Quando poniamo l’accento su condizioni come l’essere donna, nero, omosessuale, disabile, transgender stiamo al contempo non soltanto evidenziando delle condizioni specifiche, ma consolidando aspettative di normalità rispetto all’essere uomo, bianco, eterosessuale e abile. Il non marcato assume il carattere del “superfluo” nella misura in cui contiene tutto ciò che è pensabile, esso rimane indistinto, inarticolato, non ha bisogno di un nome o di “dichiararsi”, ha valore predefinito e funziona come default cognitivo. L’eterosessualità non è “pensata” come uno degli orientamenti sessuali possibili, così come la bianchezza non viene “avvertita” come una delle potenziali forme di razzializzazione, allo stesso modo le persone abili vengono “viste” come capaci di interagire tout court con l’ambiente che le circonda e in qualunque condizione, la maschilità non riesce neanche a “pensare se stessa” perché è dappertutto, le soggettività eterocisnormative sono le “prospettive” che coincidono con la principale valuta economico-simbolica delle nostre interazioni e del nostro immaginario estetico ed erotico.
Questi presupposti taciti ci portano a pensare che solo i gay hanno un orientamento sessuale perché l’eterosessualità è l’unico orientamento sessuale pensabile, che i bianchi non si pensano neanche “bianchi” perché la bianchezza non è uno dei colori ma “il” colore, che l’integrismo fisico rispecchierebbe una condizione funzionale universale, ovverosia che le modalità inavvertite, non marcate o date per scontate non vengono neanche esperite come condizioni specifiche.
In questo contesto, il sistema della moda “mainstream” ha funzionato come un’estensione di questa logica del “dato per scontato”. Essa ha imposto canoni estetici omogenei, privilegiando corpi che si conformano a standard specifici e rendendo “eccezioni” tutti gli altri. Moda inclusiva e adattiva rappresentano una chiara rottura epistemologica con questo modello. Se la moda inclusiva parte dal principio che non sia il corpo a doversi adattare a standard prestabiliti, bensì siano gli abiti a dover essere progettati in modo da vestire la pluralità delle morfologie e delle esigenze, la moda adattiva, invece, ha un focus più circoscritto, essa si rivolge a persone con mobilità ridotta, protesi o altre necessità funzionali, fornendo soluzioni pratiche che consentano autonomia e accessibilità. La differenza principale risiede dunque nell’orizzonte: laddove la moda adattiva è risposta a un bisogno concreto, la moda inclusiva si configura come progetto culturale e politico, in grado di ridefinire i criteri stessi di appartenenza e visibilità.
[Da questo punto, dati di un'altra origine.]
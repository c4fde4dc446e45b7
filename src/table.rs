//! Schema-inferring table renderer.
//!
//! Renders any slice of uniform flat records without per-table
//! boilerplate. Columns are inferred from the first record's field
//! order; a pluggable row strategy turns each record into cells, so a
//! concrete table can restyle rows (e.g. flag best-known hits) without
//! reimplementing the shell.
//!
//! Inference uses only the first record. Records with differing key
//! sets render misaligned; the backend guarantees homogeneity per
//! table, so this is accepted rather than detected.

use comfy_table::presets::ASCII_FULL;
use comfy_table::{Attribute, Cell, ContentArrangement, Table};
use serde::Serialize;

/// Turns one record into the cells of its rendered row. Implementations
/// read the record, never mutate it.
pub trait RowStrategy<R> {
    fn cells(&self, row: &R) -> Vec<Cell>;
}

/// Default strategy: every field value in field order, one cell each.
pub struct FieldOrder;

impl<R: Serialize> RowStrategy<R> for FieldOrder {
    fn cells(&self, row: &R) -> Vec<Cell> {
        record_fields(row)
            .iter()
            .map(|(_, value)| Cell::new(scalar_text(value)))
            .collect()
    }
}

/// Render with the default field-order strategy.
pub fn render<R: Serialize>(data: &[R]) -> Table {
    render_with(data, &FieldOrder)
}

/// Render one row per record, in input order, via `strategy`. The
/// renderer never sorts or filters.
pub fn render_with<R, S>(data: &[R], strategy: &S) -> Table
where
    R: Serialize,
    S: RowStrategy<R> + ?Sized,
{
    let mut table = Table::new();
    table
        .load_preset(ASCII_FULL)
        .set_content_arrangement(ContentArrangement::Dynamic);

    match data.first() {
        Some(first) => {
            let header: Vec<Cell> = record_fields(first)
                .into_iter()
                .map(|(key, _)| Cell::new(key).add_attribute(Attribute::Bold))
                .collect();
            table.set_header(header);
            for row in data {
                table.add_row(strategy.cells(row));
            }
        }
        None => {
            table.set_header(vec![Cell::new("No data")]);
        }
    }
    table
}

/// Flatten a record into (column, value) pairs in field order. Struct
/// rows keep declaration order, dynamic rows keep insertion order
/// (serde_json `preserve_order`).
pub fn record_fields<R: Serialize>(row: &R) -> Vec<(String, serde_json::Value)> {
    match serde_json::to_value(row) {
        Ok(serde_json::Value::Object(map)) => map.into_iter().collect(),
        _ => Vec::new(),
    }
}

fn scalar_text(value: &serde_json::Value) -> String {
    match value {
        serde_json::Value::String(s) => s.clone(),
        serde_json::Value::Null => String::new(),
        other => other.to_string(),
    }
}
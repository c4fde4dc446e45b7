//! Batch list and the process action.

use crate::api::cancel::CancelScope;
use crate::api::DashClient;
use crate::model::BatchInfo;
use crate::table;
use anyhow::Result;
use serde::Serialize;
use std::sync::Arc;

/// Flattened batch line for the overview table. Field order is display
/// order.
#[derive(Debug, Serialize)]
struct BatchOverviewRow {
    name: String,
    experiments: usize,
    series: u64,
    solved: String,
    processed: String,
    started: String,
}

/// The batch list is the one place the client reorders a response:
/// sorted by name for stable browsing. Everything else is preserved.
fn overview_rows(batches: &[BatchInfo]) -> Vec<BatchOverviewRow> {
    let mut rows: Vec<BatchOverviewRow> = batches
        .iter()
        .map(|info| BatchOverviewRow {
            name: info.name.clone(),
            experiments: info.config.configs.len(),
            series: info.total_series(),
            solved: info
                .solved_count
                .map(|count| count.to_string())
                .unwrap_or_else(|| "-".to_string()),
            processed: tri_state(info.is_processed).to_string(),
            started: info
                .config
                .start_time
                .clone()
                .unwrap_or_else(|| "-".to_string()),
        })
        .collect();
    rows.sort_by(|a, b| a.name.cmp(&b.name));
    rows
}

fn tri_state(value: Option<bool>) -> &'static str {
    match value {
        Some(true) => "yes",
        Some(false) => "no",
        None => "-",
    }
}

/// List all known batches.
pub async fn show_batches(client: &Arc<DashClient>, json: bool) -> Result<()> {
    let scope = CancelScope::new();
    let token = scope.token();

    let batches = tokio::select! {
        res = client.list_batches(&token) => res?,
        _ = tokio::signal::ctrl_c() => {
            scope.cancel();
            return Ok(());
        }
    };

    if json {
        println!("{}", serde_json::to_string_pretty(&batches)?);
        return Ok(());
    }

    println!("{}", table::render(&overview_rows(&batches)));
    Ok(())
}

/// Trigger processing of one batch. The call is fire-and-observe: a
/// 200 acknowledgement with an `error` field is a soft failure whose
/// text is shown to the user, and the actual processing status is only
/// visible by re-fetching the batch list afterwards.
pub async fn process(
    client: &Arc<DashClient>,
    batch_name: &str,
    max_cpus: Option<usize>,
    json: bool,
) -> Result<()> {
    let scope = CancelScope::new();
    let token = scope.token();

    let response = tokio::select! {
        res = client.process_batch(batch_name, max_cpus, &token) => res?,
        _ = tokio::signal::ctrl_c() => {
            scope.cancel();
            return Ok(());
        }
    };

    if json {
        println!("{}", serde_json::to_string_pretty(&response)?);
        return Ok(());
    }

    match &response.error {
        Some(message) => println!("Processing rejected: {message}"),
        None => println!("Processing accepted for {batch_name}"),
    }

    let batches = client.list_batches(&token).await?;
    match batches.iter().find(|batch| batch.name == batch_name) {
        Some(batch) => println!("Current status: processed = {}", tri_state(batch.is_processed)),
        None => println!("Batch {batch_name} not present in the current list"),
    }
    Ok(())
}
use serde::{Deserialize, Serialize};

/// One dynamic result-table row: column name -> scalar value.
///
/// The backend transmits no schema; column order is whatever the row
/// object carries, so the map must preserve insertion order (the
/// `preserve_order` feature of serde_json).
pub type TableRow = serde_json::Map<String, serde_json::Value>;

/// A batch as returned by the `/batches` endpoint.
///
/// `is_processed` is tri-state: the backend omits the field for batches
/// it has not inspected yet, so absence is distinct from `false`.
#[derive(Debug, Clone, Serialize, Deserialize)]
#[serde(rename_all = "camelCase")]
pub struct BatchInfo {
    pub name: String,
    pub config: BatchConfig,
    #[serde(default, skip_serializing_if = "Option::is_none")]
    pub solved_count: Option<u64>,
    #[serde(default, skip_serializing_if = "Option::is_none")]
    pub is_processed: Option<bool>,
}

#[derive(Debug, Clone, Serialize, Deserialize)]
#[serde(rename_all = "camelCase")]
pub struct BatchConfig {
    #[serde(default)]
    pub output_dir: Option<String>,
    pub configs: Vec<Experiment>,
    #[serde(default)]
    pub solver_config: Option<SolverConfig>,
    #[serde(default)]
    pub start_time: Option<String>,
}

#[derive(Debug, Clone, Serialize, Deserialize)]
#[serde(rename_all = "camelCase")]
pub struct Experiment {
    pub name: String,
    pub instance: InstanceInfo,
    pub config: ExperimentConfig,
}

#[derive(Debug, Clone, Serialize, Deserialize)]
#[serde(rename_all = "camelCase")]
pub struct ExperimentConfig {
    pub input_file: String,
    pub output_dir: String,
    #[serde(default)]
    pub config_file: Option<String>,
    pub n_series: u64,
}

/// Solver parameters dumped at the batch level. Everything except the
/// generation count is optional across solver versions.
#[derive(Debug, Clone, Serialize, Deserialize)]
#[serde(rename_all = "camelCase")]
pub struct SolverConfig {
    #[serde(default)]
    pub input_file: Option<String>,
    #[serde(default)]
    pub output_dir: Option<String>,
    pub n_gen: u64,
    #[serde(default)]
    pub pop_size: Option<u64>,
    #[serde(default)]
    pub delay_const_factor: Option<f64>,
    #[serde(default)]
    pub solver_type: Option<String>,
}

/// Problem-instance reference data. The backend's problem registry
/// emits these keys in snake_case, unlike the rest of the wire model.
#[derive(Debug, Clone, Serialize, Deserialize)]
pub struct InstanceInfo {
    pub id: String,
    #[serde(rename = "ref")]
    pub reference: String,
    pub jobs: u64,
    pub machines: u64,
    pub lower_bound: f64,
    pub lower_bound_ref: String,
    pub best_solution: f64,
    pub best_solution_ref: String,
    pub best_solution_time: String,
    pub best_solution_time_ref: String,
}

/// Per-experiment plot references. The best-run and average-fitness
/// curves always exist once a batch is processed; the rest depend on
/// which analyses the processing run produced.
#[derive(Debug, Clone, Serialize, Deserialize)]
#[serde(rename_all = "camelCase")]
pub struct ExperimentPlots {
    pub exp_name: String,
    pub best_run: String,
    pub fit_avg: String,
    #[serde(default, skip_serializing_if = "Option::is_none")]
    pub best_run_fit_avg: Option<String>,
    #[serde(default, skip_serializing_if = "Option::is_none")]
    pub pop_met: Option<String>,
    #[serde(default, skip_serializing_if = "Option::is_none")]
    pub solution: Option<String>,
}

#[derive(Debug, Clone, Serialize, Deserialize)]
#[serde(rename_all = "camelCase")]
pub struct BatchesResponse {
    pub batch_info: Vec<BatchInfo>,
}

#[derive(Debug, Clone, Serialize, Deserialize)]
#[serde(rename_all = "camelCase")]
pub struct BatchPlotsResponse {
    pub exp_plots: Vec<ExperimentPlots>,
}

/// Body of the `/process` POST. `max_cpus` must be omitted entirely
/// when unset; the backend rejects unknown-null keys.
#[derive(Debug, Clone, Serialize, Deserialize)]
#[serde(rename_all = "camelCase")]
pub struct ProcessRequest {
    pub batch_name: String,
    #[serde(default, skip_serializing_if = "Option::is_none")]
    pub max_cpus: Option<usize>,
}

/// Acknowledgement of a process request. HTTP 200 with a populated
/// `error` is a soft failure the caller must read; it is not a
/// transport-level error.
#[derive(Debug, Clone, Serialize, Deserialize)]
pub struct ProcessResponse {
    #[serde(default)]
    pub error: Option<String>,
}

// Typed shapes for the known result tables. Field declaration order is
// display order: the generic renderer derives headers from it.

#[derive(Debug, Clone, Serialize, Deserialize)]
pub struct SummaryTotalRow {
    pub n_instances: u64,
    pub bks_hit_total: u64,
    pub avg_dev_to_bks: f64,
}

#[derive(Debug, Clone, Serialize, Deserialize)]
pub struct SummaryByExpRow {
    pub expname: String,
    pub fitness_avg: f64,
    pub fitness_best: f64,
    pub bks: f64,
    pub fitness_avg_to_bks_dev: f64,
    pub diversity_avg: f64,
    pub diversity_std: f64,
    pub fitness_n_improv_avg: f64,
    pub fitness_n_improv_std: f64,
    pub bks_hitratio: f64,
    pub itertime_avg: f64,
    pub itertime_std: f64,
}

#[derive(Debug, Clone, Serialize, Deserialize)]
pub struct ConvergenceInfoRow {
    pub expname: String,
    pub avg_cvg_iter: f64,
    pub std_cvg_iter: f64,
    pub median_cvg_iter: f64,
    pub min_cvg_iter: f64,
    pub max_cvg_iter: f64,
    pub bks_hitratio: f64,
    pub pre400_bks_hitratio: f64,
}

#[derive(Debug, Clone, Serialize, Deserialize)]
pub struct RunSummaryStatsRow {
    pub expname: String,
    pub age_std: f64,
    pub age_max: f64,
    pub unique_sols: f64,
    pub indiv_count_avg: f64,
    pub indiv_count_std: f64,
    pub co_inv_max: f64,
    pub co_inv_min: f64,
    pub fitness_best: f64,
    pub total_time_avg: f64,
    pub total_time_std: f64,
}

impl BatchInfo {
    /// Total number of configured series across the batch's experiments.
    pub fn total_series(&self) -> u64 {
        self.config.configs.iter().map(|e| e.config.n_series).sum()
    }
}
Da una parte, infatti, la moda inclusiva non si limita ad “aggiungere” le differenze ma tenta di rappresentarle non come un problema da risolvere, ma come opportunità di innovazione, ridefinendo l’intero processo di design e produzione; dall’altra, la moda adattiva, attraverso una serie di accorgimenti tecnici e del riconoscimento di bisogni a lungo ignorati dalla moda mainstream, tenta di superare ogni “funzionalismo”, criticando direttamente l’abilismo implicito nel sistema della moda, celebrando l’estetica e la poesia dirompente della dis-funzione.
Nonostante questo potenziale trasformativo, il saggio avverte che la moda inclusiva non è immune da rischi, specialmente nell’attuale contesto neoliberista. La logica neoliberista del profitto tende infatti a trasformare ogni differenza in merce, riproponendo la standardizzazione persino laddove si proclama l’apertura alla pluralità. Le forme di oppressione si intrecciano e rischiano di essere appiattite in operazioni di rappresentazione superficiale: includere un corpo nero o disabile o transgender in una campagna pubblicitaria senza mettere in discussione le condizioni di sfruttamento della manodopera o le strutture di genere e classe e quelle eterocisnormative significa perpetuare le disuguaglianze sotto una nuova veste. Si pensi alla fast fashion e alla logica di abbattimento dei costi e sfruttamento della manodopera che ha caratterizzato la globalizzazione della produzione e che potrebbe rischiare di ripresentarsi nella moda inclusiva se essa fosse assorbita senza critica nelle dinamiche di mercato.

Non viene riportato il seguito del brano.